Brzezinski replied that her point was not the crackdown on reporters, but the vulnerability of police officers who were forced to view anybody they came across as a potential threat. “I’m saying you could hear the panic in his voice because things are so bad there, one other concept may be, what else would you do at this point if you see anybody out past the curfew?” she said. “You panic.”

There followed an argument with Baltimore Mayor Stephanie Rawlings-Blake, who told Scarborough that just as the MJ crew couldn’t tell what was happening in the video, they knew even less about the years-long tensions in places like Ferguson that built to the current conflict, causing Scarborough to say oh-yes-he-did.

Not to be outdone, MJ-regular and former Bush official Nicolle Wallace speculated that the officer was yelling out of concern for the reporter’s own safety, as military members often do to foreign correspondents in war zones. Everybody agreed this was a good explanation, though Brzezisnki did add that it was odd the officer would threaten to shoot or tear gas the reporter in that case. “We just don’t know what is going on,” Wallace replied.
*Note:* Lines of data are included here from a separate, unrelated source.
//! JSON-lines memory log

use async_trait::async_trait;
use std::collections::VecDeque;
use std::path::{Path, PathBuf};
use tokio::fs::{File, OpenOptions};
use tokio::io::{AsyncBufReadExt, AsyncReadExt, AsyncSeekExt, AsyncWriteExt, BufReader, SeekFrom};
use tokio::sync::Mutex;

use super::{MemoryLog, MemoryRecord};
use crate::error::{MurmurError, Result};

/// Append-only memory log stored as one JSON object per line.
///
/// Every append is written with a single `write_all` under the writer lock and
/// synchronized to disk before it returns, so records are never interleaved
/// and a crash after a successful append cannot lose it.
pub struct JsonlMemoryLog {
    path: PathBuf,
    writer: Mutex<File>,
}

impl std::fmt::Debug for JsonlMemoryLog {
    fn fmt(&self, f: &mut std::fmt::Formatter<'_>) -> std::fmt::Result {
        f.debug_struct("JsonlMemoryLog")
            .field("path", &self.path)
            .finish()
    }
}

impl JsonlMemoryLog {
    /// Open (or create) the log at `path`, creating parent directories.
    ///
    /// # Errors
    ///
    /// Fails when the storage path cannot be created or opened for append;
    /// callers treat this as a fatal startup error.
    pub async fn open(path: impl AsRef<Path>) -> Result<Self> {
        let path = path.as_ref().to_path_buf();

        if let Some(parent) = path.parent().filter(|p| !p.as_os_str().is_empty()) {
            tokio::fs::create_dir_all(parent).await.map_err(|e| {
                MurmurError::MemoryLog(format!(
                    "Failed to create memory log directory {}: {}",
                    parent.display(),
                    e
                ))
            })?;
        }

        let mut file = OpenOptions::new()
            .create(true)
            .append(true)
            .open(&path)
            .await
            .map_err(|e| {
                MurmurError::MemoryLog(format!(
                    "Failed to open memory log {}: {}",
                    path.display(),
                    e
                ))
            })?;

        terminate_torn_tail(&path, &mut file).await.map_err(|e| {
            MurmurError::MemoryLog(format!(
                "Failed to repair memory log {}: {}",
                path.display(),
                e
            ))
        })?;

        tracing::debug!(path = %path.display(), "Opened memory log");

        Ok(Self {
            path,
            writer: Mutex::new(file),
        })
    }

    /// Location of the log file
    pub fn path(&self) -> &Path {
        &self.path
    }

    /// Parse every well-formed line, skipping blanks and corrupt entries
    async fn read_records(&self) -> Result<Vec<MemoryRecord>> {
        let file = match File::open(&self.path).await {
            Ok(file) => file,
            Err(e) if e.kind() == std::io::ErrorKind::NotFound => return Ok(Vec::new()),
            Err(e) => return Err(e.into()),
        };

        let mut lines = BufReader::new(file).lines();
        let mut records = Vec::new();
        let mut line_no = 0usize;

        while let Some(line) = lines.next_line().await? {
            line_no += 1;
            let line = line.trim();
            if line.is_empty() {
                continue;
            }
            match serde_json::from_str::<MemoryRecord>(line) {
                Ok(record) => records.push(record),
                Err(e) => {
                    tracing::warn!(
                        path = %self.path.display(),
                        line = line_no,
                        error = %e,
                        "Skipping malformed memory record"
                    );
                }
            }
        }

        Ok(records)
    }
}

/// Close off a partial last line left by a crash mid-append, so the next
/// record starts on its own line.
async fn terminate_torn_tail(path: &Path, writer: &mut File) -> std::io::Result<()> {
    let len = writer.metadata().await?.len();
    if len == 0 {
        return Ok(());
    }

    let mut reader = File::open(path).await?;
    reader.seek(SeekFrom::Start(len - 1)).await?;
    let mut last = [0u8; 1];
    reader.read_exact(&mut last).await?;
    if last[0] == b'\n' {
        return Ok(());
    }

    tracing::warn!(
        path = %path.display(),
        "Memory log ends in a partial record, terminating it"
    );
    writer.write_all(b"\n").await?;
    writer.flush().await?;
    writer.sync_data().await
}

#[async_trait]
impl MemoryLog for JsonlMemoryLog {
    async fn append(&self, record: &MemoryRecord) -> Result<()> {
        let mut line = serde_json::to_string(record)?;
        line.push('\n');

        let mut writer = self.writer.lock().await;
        let result = async {
            writer.write_all(line.as_bytes()).await?;
            writer.flush().await?;
            writer.sync_data().await
        }
        .await;

        result.map_err(|e| {
            MurmurError::MemoryLog(format!(
                "Failed to append to {}: {}",
                self.path.display(),
                e
            ))
        })
    }

    async fn read_tail(&self, scope: &str, n: usize) -> Result<Vec<MemoryRecord>> {
        if n == 0 {
            return Ok(Vec::new());
        }

        // Hold the writer so a concurrent append is never observed half-written
        let _writer = self.writer.lock().await;
        let records = self.read_records().await?;

        let mut tail = VecDeque::with_capacity(n);
        for record in records.into_iter().filter(|r| r.scope == scope) {
            if tail.len() == n {
                tail.pop_front();
            }
            tail.push_back(record);
        }

        Ok(tail.into())
    }

    async fn scopes(&self) -> Result<Vec<String>> {
        let _writer = self.writer.lock().await;
        let records = self.read_records().await?;

        let mut scopes: Vec<String> = Vec::new();
        for record in records {
            if !scopes.contains(&record.scope) {
                scopes.push(record.scope);
            }
        }
        Ok(scopes)
    }
}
She meant it as a defense of her own speculation.

All in all about six minutes were spent on the truncated video, and if possible the viewer knew less about it after the segment ended than she did when it began. At least three times panelists announced that they had too little context to speculate on what was happening in the video before going on to do just that. No attempt was made to find out more about the video, or the events surrounding it. Even the brief description on the YouTube link was more informative.

This was especially pointless, as MSNBC has reporters on the ground. Sure enough, at the top of the previous hour, Morning Joe interviewed Trymaine Lee, who’s been in Ferguson from the very beginning, and who gave detailed reporting and analysis of last night’s events. It was world’s apart from the previous segment, suggesting that if Morning Joe and its peers can’t take Lowery’s advice get to Ferguson themselves, they should stick like glue to their correspondents who are there, and who can make it more than a minute without admitting “We don’t know what’s going on.”

Watch the clip below, via MSNBC:

[Image via screengrab]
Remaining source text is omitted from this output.